=== Exercise goal ===
Repeat only the stretch of lines below that runs from the line with "repository 01a98f241cd71726" through the line with "one consume operation.", unaltered.

=== Given records ===
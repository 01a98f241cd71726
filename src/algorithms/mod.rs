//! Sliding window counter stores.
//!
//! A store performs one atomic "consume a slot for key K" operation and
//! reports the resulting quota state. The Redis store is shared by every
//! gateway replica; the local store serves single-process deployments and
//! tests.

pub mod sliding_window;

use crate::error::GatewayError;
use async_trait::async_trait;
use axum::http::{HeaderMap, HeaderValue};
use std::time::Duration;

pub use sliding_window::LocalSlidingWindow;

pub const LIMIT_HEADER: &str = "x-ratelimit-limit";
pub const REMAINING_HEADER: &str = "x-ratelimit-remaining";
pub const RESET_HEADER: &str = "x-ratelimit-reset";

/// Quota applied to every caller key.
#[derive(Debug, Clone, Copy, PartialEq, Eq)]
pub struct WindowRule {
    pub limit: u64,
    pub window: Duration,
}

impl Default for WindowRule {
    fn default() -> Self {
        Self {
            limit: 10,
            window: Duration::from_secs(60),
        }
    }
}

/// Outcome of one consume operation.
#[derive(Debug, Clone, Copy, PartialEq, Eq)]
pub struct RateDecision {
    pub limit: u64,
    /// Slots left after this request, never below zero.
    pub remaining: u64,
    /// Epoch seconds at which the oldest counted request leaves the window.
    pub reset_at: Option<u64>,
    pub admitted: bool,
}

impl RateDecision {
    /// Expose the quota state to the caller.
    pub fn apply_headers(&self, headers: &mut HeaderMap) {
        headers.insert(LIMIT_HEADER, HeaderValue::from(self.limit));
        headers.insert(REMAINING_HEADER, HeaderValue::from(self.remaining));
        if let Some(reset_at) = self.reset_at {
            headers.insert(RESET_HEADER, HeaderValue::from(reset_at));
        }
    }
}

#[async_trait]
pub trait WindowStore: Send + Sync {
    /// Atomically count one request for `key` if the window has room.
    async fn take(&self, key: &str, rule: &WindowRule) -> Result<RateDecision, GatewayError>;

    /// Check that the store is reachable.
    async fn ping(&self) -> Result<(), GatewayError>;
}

...

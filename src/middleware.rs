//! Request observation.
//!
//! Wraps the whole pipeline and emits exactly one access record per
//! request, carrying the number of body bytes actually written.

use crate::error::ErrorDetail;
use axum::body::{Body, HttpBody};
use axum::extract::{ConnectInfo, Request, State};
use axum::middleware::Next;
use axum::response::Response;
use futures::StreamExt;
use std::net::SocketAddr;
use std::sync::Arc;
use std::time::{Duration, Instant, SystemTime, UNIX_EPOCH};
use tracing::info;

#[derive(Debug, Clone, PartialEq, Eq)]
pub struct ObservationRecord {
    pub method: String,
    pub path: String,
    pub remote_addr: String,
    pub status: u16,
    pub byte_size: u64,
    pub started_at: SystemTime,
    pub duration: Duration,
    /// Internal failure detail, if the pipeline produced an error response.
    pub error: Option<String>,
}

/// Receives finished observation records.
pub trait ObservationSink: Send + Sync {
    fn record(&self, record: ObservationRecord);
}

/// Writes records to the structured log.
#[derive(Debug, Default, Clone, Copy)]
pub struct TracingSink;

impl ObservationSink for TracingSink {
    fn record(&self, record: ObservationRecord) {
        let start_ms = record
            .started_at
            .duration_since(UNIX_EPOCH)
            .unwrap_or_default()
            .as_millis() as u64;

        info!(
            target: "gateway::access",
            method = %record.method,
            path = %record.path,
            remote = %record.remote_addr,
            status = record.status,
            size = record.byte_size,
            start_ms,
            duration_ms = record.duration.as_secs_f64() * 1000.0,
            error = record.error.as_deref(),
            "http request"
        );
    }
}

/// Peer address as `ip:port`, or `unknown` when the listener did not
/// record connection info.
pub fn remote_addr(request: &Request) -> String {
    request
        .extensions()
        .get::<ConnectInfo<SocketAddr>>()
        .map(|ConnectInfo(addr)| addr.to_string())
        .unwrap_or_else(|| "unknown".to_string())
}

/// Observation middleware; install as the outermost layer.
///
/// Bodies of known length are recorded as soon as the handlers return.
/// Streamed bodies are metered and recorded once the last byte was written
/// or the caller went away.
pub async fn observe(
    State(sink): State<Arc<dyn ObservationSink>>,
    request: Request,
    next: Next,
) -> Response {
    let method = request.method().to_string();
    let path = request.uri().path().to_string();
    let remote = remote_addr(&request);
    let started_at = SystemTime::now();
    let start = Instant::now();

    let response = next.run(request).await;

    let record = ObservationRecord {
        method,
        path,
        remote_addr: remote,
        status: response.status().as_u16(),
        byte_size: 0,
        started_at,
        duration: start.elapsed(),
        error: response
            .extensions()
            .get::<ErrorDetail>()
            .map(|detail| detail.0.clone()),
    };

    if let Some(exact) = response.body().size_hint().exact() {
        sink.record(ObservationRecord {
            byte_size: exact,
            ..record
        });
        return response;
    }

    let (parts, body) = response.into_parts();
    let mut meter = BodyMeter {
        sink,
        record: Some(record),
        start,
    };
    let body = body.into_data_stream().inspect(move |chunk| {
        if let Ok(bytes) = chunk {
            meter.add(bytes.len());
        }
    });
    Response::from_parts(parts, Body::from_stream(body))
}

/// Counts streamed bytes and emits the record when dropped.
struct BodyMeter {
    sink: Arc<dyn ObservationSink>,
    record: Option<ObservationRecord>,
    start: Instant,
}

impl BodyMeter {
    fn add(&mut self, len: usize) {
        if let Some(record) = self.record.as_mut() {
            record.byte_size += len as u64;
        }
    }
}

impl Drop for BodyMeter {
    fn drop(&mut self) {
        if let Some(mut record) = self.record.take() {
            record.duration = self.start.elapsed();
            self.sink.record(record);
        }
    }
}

* * *

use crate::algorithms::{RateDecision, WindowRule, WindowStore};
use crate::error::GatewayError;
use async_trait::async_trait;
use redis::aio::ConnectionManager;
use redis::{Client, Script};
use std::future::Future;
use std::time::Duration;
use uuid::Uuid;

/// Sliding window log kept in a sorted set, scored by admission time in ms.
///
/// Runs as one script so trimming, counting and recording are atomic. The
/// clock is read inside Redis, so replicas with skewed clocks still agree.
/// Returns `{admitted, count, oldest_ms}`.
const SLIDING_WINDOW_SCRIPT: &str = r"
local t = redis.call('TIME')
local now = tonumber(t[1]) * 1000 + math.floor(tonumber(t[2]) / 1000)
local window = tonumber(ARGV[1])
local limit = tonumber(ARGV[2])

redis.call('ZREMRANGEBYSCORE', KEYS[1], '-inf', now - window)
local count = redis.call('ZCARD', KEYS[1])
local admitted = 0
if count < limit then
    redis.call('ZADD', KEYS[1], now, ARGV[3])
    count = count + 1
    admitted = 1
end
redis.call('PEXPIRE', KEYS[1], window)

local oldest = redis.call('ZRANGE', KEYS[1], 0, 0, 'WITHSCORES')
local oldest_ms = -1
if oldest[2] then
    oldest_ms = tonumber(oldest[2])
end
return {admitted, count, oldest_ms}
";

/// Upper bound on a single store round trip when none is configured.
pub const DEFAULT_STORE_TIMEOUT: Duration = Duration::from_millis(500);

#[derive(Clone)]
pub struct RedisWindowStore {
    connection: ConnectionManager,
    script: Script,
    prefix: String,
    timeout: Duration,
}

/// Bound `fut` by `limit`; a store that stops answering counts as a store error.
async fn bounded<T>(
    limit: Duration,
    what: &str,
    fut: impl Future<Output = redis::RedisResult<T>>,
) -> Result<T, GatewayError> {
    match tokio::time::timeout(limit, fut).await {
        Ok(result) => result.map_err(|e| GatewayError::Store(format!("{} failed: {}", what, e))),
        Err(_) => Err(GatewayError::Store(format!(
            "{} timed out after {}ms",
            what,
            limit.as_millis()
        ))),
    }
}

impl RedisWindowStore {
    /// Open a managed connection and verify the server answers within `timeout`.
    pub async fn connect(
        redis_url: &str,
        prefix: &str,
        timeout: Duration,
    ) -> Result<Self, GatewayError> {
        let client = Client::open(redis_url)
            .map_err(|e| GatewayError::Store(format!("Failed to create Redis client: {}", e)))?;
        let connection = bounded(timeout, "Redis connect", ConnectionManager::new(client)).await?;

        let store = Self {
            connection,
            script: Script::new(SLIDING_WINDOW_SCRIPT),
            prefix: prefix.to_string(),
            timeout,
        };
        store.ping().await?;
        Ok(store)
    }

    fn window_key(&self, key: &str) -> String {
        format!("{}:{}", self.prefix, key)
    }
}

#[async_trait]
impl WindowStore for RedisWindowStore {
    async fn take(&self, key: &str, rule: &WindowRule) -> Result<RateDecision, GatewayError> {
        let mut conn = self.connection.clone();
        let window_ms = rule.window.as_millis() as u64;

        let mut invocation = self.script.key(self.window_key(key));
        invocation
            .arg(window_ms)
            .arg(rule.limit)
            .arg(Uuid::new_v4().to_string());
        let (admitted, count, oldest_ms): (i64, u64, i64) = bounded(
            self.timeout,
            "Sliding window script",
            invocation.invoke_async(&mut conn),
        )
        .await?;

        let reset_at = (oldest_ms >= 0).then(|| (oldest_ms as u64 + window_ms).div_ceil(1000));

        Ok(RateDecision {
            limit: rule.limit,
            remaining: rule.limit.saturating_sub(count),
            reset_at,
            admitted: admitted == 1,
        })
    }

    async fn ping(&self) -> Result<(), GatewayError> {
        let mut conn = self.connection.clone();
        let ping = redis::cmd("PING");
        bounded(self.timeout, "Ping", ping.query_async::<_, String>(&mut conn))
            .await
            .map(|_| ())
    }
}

=== Problem solution ===
repository 01a98f241cd71726
filename src/algorithms/mod.rs
//! Sliding window counter stores.
//!
//! A store performs one atomic "consume a slot for key K" operation and
//! reports the resulting quota state. The Redis store is shared by every
//! gateway replica; the local store serves single-process deployments and
//! tests.

pub mod sliding_window;

use crate::error::GatewayError;
use async_trait::async_trait;
use axum::http::{HeaderMap, HeaderValue};
use std::time::Duration;

pub use sliding_window::LocalSlidingWindow;

pub const LIMIT_HEADER: &str = "x-ratelimit-limit";
pub const REMAINING_HEADER: &str = "x-ratelimit-remaining";
pub const RESET_HEADER: &str = "x-ratelimit-reset";

/// Quota applied to every caller key.
#[derive(Debug, Clone, Copy, PartialEq, Eq)]
pub struct WindowRule {
    pub limit: u64,
    pub window: Duration,
}

impl Default for WindowRule {
    fn default() -> Self {
        Self {
            limit: 10,
            window: Duration::from_secs(60),
        }
    }
}

/// Outcome of one consume operation.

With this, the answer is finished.